- **Exercise description**: When a line below contains the word "whichever", copy that line.

- **Material for this exercise**:
<<<<

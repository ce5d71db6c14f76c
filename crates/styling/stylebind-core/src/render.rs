//! Flushing dirty entries to a renderer, binding stores and player builders.

use hashbrown::HashMap;
use indexmap::IndexMap;
use std::borrow::Cow;

use crate::context::StylingContext;
use crate::error::{Result, StylingError};
use crate::flags::{EntryFlags, MasterFlags};
use crate::ids::{DirectiveId, ElementId};
use crate::player::{PlayerBuilder, PlayerHandler};
use crate::sanitize::StyleSanitizer;
use crate::value::{value_exists, Value};

/// Element-level style and class operations.
pub trait Renderer {
    fn set_style(&mut self, element: ElementId, prop: &str, value: &str);
    fn remove_style(&mut self, element: ElementId, prop: &str);
    fn add_class(&mut self, element: ElementId, class_name: &str);
    fn remove_class(&mut self, element: ElementId, class_name: &str);
}

/// Receives values instead of the renderer (e.g. host bindings collected for a parent).
pub trait BindingStore {
    fn set_value(&mut self, prop: &str, value: Value);
}

impl BindingStore for HashMap<String, Value> {
    fn set_value(&mut self, prop: &str, value: Value) {
        self.insert(prop.to_string(), value);
    }
}

impl BindingStore for IndexMap<String, Value> {
    fn set_value(&mut self, prop: &str, value: Value) {
        self.insert(prop.to_string(), value);
    }
}

fn reborrow<'s>(store: &'s mut Option<&mut dyn BindingStore>) -> Option<&'s mut dyn BindingStore> {
    match store {
        Some(s) => Some(&mut **s),
        None => None,
    }
}

/// Writes one style value to whichever sink is active.
///
/// A store or builder takes the value instead of the renderer; a falsy value
/// removes the property.
pub fn set_style(
    element: ElementId,
    prop: &str,
    value: &Value,
    renderer: &mut dyn Renderer,
    sanitizer: Option<&dyn StyleSanitizer>,
    store: Option<&mut dyn BindingStore>,
    builder: Option<&mut dyn PlayerBuilder>,
) {
    let value: Cow<'_, Value> = match sanitizer {
        Some(s) if value.is_truthy() => {
            Cow::Owned(Value::Text(s.sanitize(prop, &value.to_css_string())))
        }
        _ => Cow::Borrowed(value),
    };
    if store.is_some() || builder.is_some() {
        if let Some(store) = store {
            store.set_value(prop, value.clone().into_owned());
        }
        if let Some(builder) = builder {
            builder.set_value(prop, value.into_owned());
        }
    } else if value.is_truthy() {
        renderer.set_style(element, prop, &value.to_css_string());
    } else {
        renderer.remove_style(element, prop);
    }
}

/// Toggles one class on whichever sink is active.
pub fn set_class(
    element: ElementId,
    class_name: &str,
    add: bool,
    renderer: &mut dyn Renderer,
    store: Option<&mut dyn BindingStore>,
    builder: Option<&mut dyn PlayerBuilder>,
) {
    if store.is_some() || builder.is_some() {
        if let Some(store) = store {
            store.set_value(class_name, Value::Bool(add));
        }
        if let Some(builder) = builder {
            builder.set_value(class_name, Value::Bool(add));
        }
    } else if add {
        renderer.add_class(element, class_name);
    } else {
        renderer.remove_class(element, class_name);
    }
}

impl StylingContext {
    /// Renders every dirty entry owned by `directive`.
    ///
    /// Runs only when both the context and the directive are dirty. Entries
    /// owned by other directives stay dirty for their own pass. Single entries
    /// win over their multi counterpart; a style with no value at all falls
    /// back to its initial value. On the first render falsy values are skipped.
    ///
    /// Returns the number of players queued with `handler`.
    pub fn render_styling(
        &mut self,
        renderer: &mut dyn Renderer,
        handler: &mut dyn PlayerHandler,
        is_first_render: bool,
        mut classes_store: Option<&mut dyn BindingStore>,
        mut styles_store: Option<&mut dyn BindingStore>,
        directive: Option<DirectiveId>,
    ) -> Result<usize> {
        let target = self.directive_index(directive)?;
        if !(self.is_context_dirty() && self.directives.is_dirty(target)) {
            return Ok(0);
        }
        let element = self.element.ok_or(StylingError::ElementNotAllocated)?;
        let flush_player_builders = self.master.contains(MasterFlags::PLAYER_BUILDERS_DIRTY);
        let multi_start = self.multi_start;

        let Self {
            entries,
            directives,
            initial_styles,
            player_context,
            ..
        } = self;

        let mut rendered = 0;
        let mut still_dirty = false;
        for i in 0..entries.len() {
            let entry = &entries[i];
            if !entry.is_dirty() {
                continue;
            }
            if entry.directive_index != target {
                still_dirty = true;
                continue;
            }

            let is_class = entry.is_class();
            let mut value_to_apply = &entry.value;
            if i < multi_start && !value_exists(value_to_apply, is_class) {
                if let Some(multi) = entry.counterpart {
                    value_to_apply = &entries[multi].value;
                }
            }
            // an unset class is removed; an unset style falls back to its initial value
            if !is_class && !value_exists(value_to_apply, is_class) {
                value_to_apply = initial_styles.value_at(entry.initial_index);
            }

            if !is_first_render || value_to_apply.is_truthy() {
                let builder = player_context
                    .as_mut()
                    .and_then(|pc| pc.builder_mut(entry.player_builder_index));
                if is_class {
                    set_class(
                        element,
                        &entry.prop,
                        value_to_apply.is_truthy(),
                        renderer,
                        reborrow(&mut classes_store),
                        builder,
                    );
                } else {
                    let sanitizer = if entry.flags.needs_sanitization() {
                        directives.style_sanitizer(entry.directive_index)
                    } else {
                        None
                    };
                    set_style(
                        element,
                        &entry.prop,
                        value_to_apply,
                        renderer,
                        sanitizer.map(|s| &**s),
                        reborrow(&mut styles_store),
                        builder,
                    );
                }
                log::trace!("flushed {} on {element}", entry.prop);
                rendered += 1;
            }
            entries[i].flags.remove(EntryFlags::DIRTY);
        }

        let mut players_queued = 0;
        if flush_player_builders {
            if let Some(pc) = player_context.as_mut() {
                players_queued = pc.flush_builders(handler, Some(element), is_first_render);
            }
            self.master.remove(MasterFlags::PLAYER_BUILDERS_DIRTY);
        }

        self.directives.set_dirty(target, false);
        self.set_context_dirty(still_dirty);
        log::debug!(
            "rendered {rendered} entries on {element} for directive #{target}, {players_queued} players queued, still dirty: {still_dirty}"
        );
        Ok(players_queued)
    }

    /// Writes the initial classes and styles straight to the renderer.
    pub fn render_initial_styles_and_classes(&self, renderer: &mut dyn Renderer) -> Result<()> {
        let element = self.element.ok_or(StylingError::ElementNotAllocated)?;
        for (name, value) in self.initial_classes.iter() {
            if value.is_truthy() {
                renderer.add_class(element, name);
            }
        }
        for (prop, value) in self.initial_styles.iter() {
            if value.is_truthy() {
                renderer.set_style(element, prop, &value.to_css_string());
            }
        }
        Ok(())
    }
}

#[cfg(test)]
mod tests {
    use super::*;
    use crate::config::Config;
    use crate::player::CorePlayerHandler;
    use crate::value::StylesValue;

    #[derive(Default)]
    struct Log(Vec<String>);

    impl Renderer for Log {
        fn set_style(&mut self, _e: ElementId, prop: &str, value: &str) {
            self.0.push(format!("style {prop}={value}"));
        }
        fn remove_style(&mut self, _e: ElementId, prop: &str) {
            self.0.push(format!("unstyle {prop}"));
        }
        fn add_class(&mut self, _e: ElementId, class_name: &str) {
            self.0.push(format!("add {class_name}"));
        }
        fn remove_class(&mut self, _e: ElementId, class_name: &str) {
            self.0.push(format!("remove {class_name}"));
        }
    }

    fn element_ctx(classes: &[&str], styles: &[&str]) -> StylingContext {
        let mut template = StylingContext::new(Config::default(), None);
        template.update_context_with_bindings(None, classes, styles, None, false);
        template.alloc(Some(ElementId(1)))
    }

    #[test]
    fn renders_dirty_entries_once() {
        let mut ctx = element_ctx(&["on"], &["width"]);
        ctx.update_style_prop(0, "10px", None).unwrap();
        ctx.update_class_prop(0, true, None).unwrap();

        let mut r = Log::default();
        let mut h = CorePlayerHandler::new();
        ctx.render_styling(&mut r, &mut h, false, None, None, None)
            .unwrap();
        assert_eq!(r.0, vec!["style width=10px", "add on"]);
        assert!(!ctx.is_context_dirty());

        ctx.render_styling(&mut r, &mut h, false, None, None, None)
            .unwrap();
        assert_eq!(r.0.len(), 2);
    }

    #[test]
    fn stores_take_values_instead_of_renderer() {
        let mut ctx = element_ctx(&["on"], &["width"]);
        ctx.update_style_prop(0, "10px", None).unwrap();
        ctx.update_class_prop(0, true, None).unwrap();

        let mut classes: HashMap<String, Value> = HashMap::new();
        let mut styles: IndexMap<String, Value> = IndexMap::new();
        let mut r = Log::default();
        ctx.render_styling(
            &mut r,
            &mut CorePlayerHandler::new(),
            false,
            Some(&mut classes),
            Some(&mut styles),
            None,
        )
        .unwrap();
        assert!(r.0.is_empty());
        assert_eq!(classes.get("on"), Some(&Value::Bool(true)));
        assert_eq!(styles.get("width"), Some(&Value::text("10px")));
    }

    #[test]
    fn first_render_skips_falsy_values() {
        let mut template = StylingContext::new(Config::default(), None);
        template.update_context_with_bindings(None, &[], &[], None, false);
        let mut ctx = template.alloc(Some(ElementId(1)));
        ctx.update_styling_map(
            crate::value::MapInput::NoChange,
            StylesValue::map([("width", Value::text("1px")), ("height", Value::text(""))]).into(),
            None,
        )
        .unwrap();
        let mut r = Log::default();
        ctx.render_styling(&mut r, &mut CorePlayerHandler::new(), true, None, None, None)
            .unwrap();
        assert_eq!(r.0, vec!["style width=1px"]);
        assert!(ctx.entries().iter().all(|e| !e.is_dirty()));
    }

    #[test]
    fn template_context_cannot_render() {
        let mut ctx = StylingContext::new(Config::default(), None);
        ctx.update_context_with_bindings(None, &[], &["width"], None, false);
        ctx.update_style_prop(0, "1px", None).unwrap();
        let mut r = Log::default();
        assert_eq!(
            ctx.render_styling(&mut r, &mut CorePlayerHandler::new(), false, None, None, None),
            Err(StylingError::ElementNotAllocated)
        );
        assert_eq!(
            ctx.render_initial_styles_and_classes(&mut r),
            Err(StylingError::ElementNotAllocated)
        );
    }
}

>>>>

- **Result**:
/// Writes one style value to whichever sink is active.
/// Toggles one class on whichever sink is active.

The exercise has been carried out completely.